Ogni paziente è prima di tutto una persona e la persona va valorizzata: ad essa va restituita il valore della propria individualità. Il paziente necessita non solo di cure e risposte, ha bisogno anche e sopratutto di ascolto, di lasciarsi andare e consegnare all’altro, a chi può reggerlo, il proprio dolore. E laddove tale dolore sia troppo acuto e pungente, trasfigurarlo in personaggi simbolici che si muovo in un mondo immaginario, dischiuso dalla nostra fantasia, può essere un modo efficace per superare resistenze, sconfiggere i timori e mettere in gioco pienamente se stessi.
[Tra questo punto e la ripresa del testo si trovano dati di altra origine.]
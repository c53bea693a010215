use crate::binder::binder::Binder;
use crate::dom::document::Document;
use crate::dom::node::NodeId;
use crate::dom::snapshot::DocumentSnapshot;
use crate::error::GarlicError;
use crate::field::config::GarlicOptions;
use crate::path::resolver::resolve_node;
use crate::script::context::ReplayContext;
use crate::script::script_model::{AssertionResult, AssertionSpec, ReplayResult, ReplayScript, ReplayStep};
use crate::storage::store::NAMESPACE;

/// Executes a ReplayScript against a live document and a binder.
pub struct ReplayRunner {
    snapshot: DocumentSnapshot,
    doc: Document,
    binder: Binder,
}

impl ReplayRunner {
    pub fn new(snapshot: DocumentSnapshot, binder: Binder) -> Result<Self, GarlicError> {
        let doc = snapshot.to_document()?;
        Ok(ReplayRunner {
            snapshot,
            doc,
            binder,
        })
    }

    pub fn document(&self) -> &Document {
        &self.doc
    }

    pub fn binder(&self) -> &Binder {
        &self.binder
    }

    pub fn into_binder(self) -> Binder {
        self.binder
    }

    /// Run every step; stops at the first step that cannot be executed.
    pub fn run(&mut self, script: &ReplayScript) -> ReplayResult {
        let mut ctx = ReplayContext::new();

        for (i, step) in script.steps.iter().enumerate() {
            ctx.current_step = i;

            if let Err(e) = self.execute_step(step, i, &mut ctx) {
                return ReplayResult {
                    script_name: script.name.clone(),
                    passed: false,
                    steps_run: i + 1,
                    assertion_results: ctx.assertion_results,
                    error: Some(format!("Step {} failed: {}", i, e)),
                };
            }
        }

        ReplayResult {
            script_name: script.name.clone(),
            passed: ctx.all_passed(),
            steps_run: script.steps.len(),
            assertion_results: ctx.assertion_results,
            error: None,
        }
    }

    fn execute_step(
        &mut self,
        step: &ReplayStep,
        step_index: usize,
        ctx: &mut ReplayContext,
    ) -> Result<(), GarlicError> {
        match step {
            ReplayStep::Bind { selector, options } => {
                self.bind(selector.as_deref(), options)?;
                ctx.record_bind(selector.clone(), options.clone());
                Ok(())
            }

            ReplayStep::Input {
                selector,
                value,
                event,
            } => {
                let node = self.single(selector)?;
                self.doc.set_value(node, value)?;
                self.binder.dispatch(&mut self.doc, node, event);
                Ok(())
            }

            ReplayStep::Check {
                selector,
                checked,
                event,
            } => {
                let node = self.single(selector)?;
                if *checked {
                    self.doc.check(node)?;
                } else {
                    self.doc.set_checked(node, false)?;
                }
                self.binder.dispatch(&mut self.doc, node, event);
                Ok(())
            }

            ReplayStep::Dispatch { selector, event } => {
                let node = self.single(selector)?;
                self.binder.dispatch(&mut self.doc, node, event);
                Ok(())
            }

            ReplayStep::Invoke { selector, method } => {
                let node = self.single(selector)?;
                self.binder.invoke(&mut self.doc, node, *method)?;
                Ok(())
            }

            ReplayStep::Reload => {
                self.doc = self.snapshot.to_document()?;
                self.binder.reset();
                for (selector, options) in ctx.binds.clone() {
                    self.bind(selector.as_deref(), &options)?;
                }
                Ok(())
            }

            ReplayStep::Assert { assertions } => {
                let results = assertions
                    .iter()
                    .map(|spec| self.evaluate_one(spec, step_index))
                    .collect();
                ctx.record_assertions(results);
                Ok(())
            }
        }
    }

    fn bind(&mut self, selector: Option<&str>, options: &GarlicOptions) -> Result<(), GarlicError> {
        let report = match selector {
            Some(sel) => {
                let root = self.single(sel)?;
                self.binder.bind(&mut self.doc, root, options)
            }
            None => self.binder.auto_bind(&mut self.doc),
        };

        match report.errors.first() {
            Some(e) => Err(GarlicError::Script(e.clone())),
            None => Ok(()),
        }
    }

    fn single(&self, selector: &str) -> Result<NodeId, GarlicError> {
        match self.doc.select(selector)?.as_slice() {
            [node] => Ok(*node),
            other => Err(GarlicError::Script(format!(
                "selector '{}' matched {} nodes, expected exactly 1",
                selector,
                other.len()
            ))),
        }
    }

    fn evaluate_one(&self, spec: &AssertionSpec, step_index: usize) -> AssertionResult {
        let (passed, actual, message) = match self.check(spec) {
            Ok((passed, actual, message)) => (passed, actual, message),
            Err(e) => (false, None, Some(format!("Error: {}", e))),
        };

        AssertionResult {
            step_index,
            spec: spec.clone(),
            passed,
            actual,
            message: if passed { None } else { message },
        }
    }

    fn check(&self, spec: &AssertionSpec) -> Result<(bool, Option<String>, Option<String>), GarlicError> {
        let storage = self.binder.storage();

        Ok(match spec {
            AssertionSpec::Stored { selector, expected } => {
                let key = resolve_node(&self.doc, self.single(selector)?)?;
                let actual = storage.get(key.as_str());
                (
                    actual.as_deref() == Some(expected.as_str()),
                    actual.clone(),
                    Some(format!("expected stored {:?}, found {:?}", expected, actual)),
                )
            }
            AssertionSpec::NotStored { selector } => {
                let key = resolve_node(&self.doc, self.single(selector)?)?;
                let actual = storage.get(key.as_str());
                (
                    actual.is_none(),
                    actual.clone(),
                    Some(format!("expected no entry, found {:?}", actual)),
                )
            }
            AssertionSpec::Value { selector, expected } => {
                let actual = self.doc.value(self.single(selector)?);
                (
                    &actual == expected,
                    Some(actual.clone()),
                    Some(format!("expected value {:?}, found {:?}", expected, actual)),
                )
            }
            AssertionSpec::Checked { selector, expected } => {
                let actual = self.doc.is_checked(self.single(selector)?);
                (
                    actual == *expected,
                    Some(actual.to_string()),
                    Some(format!("expected checked={}, found {}", expected, actual)),
                )
            }
            AssertionSpec::Key { selector, expected } => {
                let actual = resolve_node(&self.doc, self.single(selector)?)?.to_string();
                (
                    &actual == expected,
                    Some(actual.clone()),
                    Some(format!("expected key {:?}, found {:?}", expected, actual)),
                )
            }
            AssertionSpec::StoreSize { expected } => {
                let actual = storage
                    .keys()
                    .iter()
                    .filter(|k| k.starts_with(NAMESPACE))
                    .count();
                (
                    actual == *expected,
                    Some(actual.to_string()),
                    Some(format!("expected {} entries, found {}", expected, actual)),
                )
            }
        })
    }
}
A volte il dolore è troppo forte per verbalizzarlo, razionalizzarlo, giustificarlo. La sofferenza per nessuno può essere ragionevole, opportuna, ammissibile, ma esiste e penetra prima o poi nella vita di tutti. Siamo uomini nel mondo, esposti alla gioia e al dolore, alla salute e alla malattia, e la vita, con le sue infinite oscillazioni, non può essere aggirata, ma va vissuta anche quando fa male viverla.
Ma se non esiste riparo dal dolore, se nessuno di noi è immune dal danno, è in nostro potere dare un senso a questo dolore. La nostra sofferenza può divenire racconto, narrazione, parola che cura, guarisce, risana, ordina e conforta.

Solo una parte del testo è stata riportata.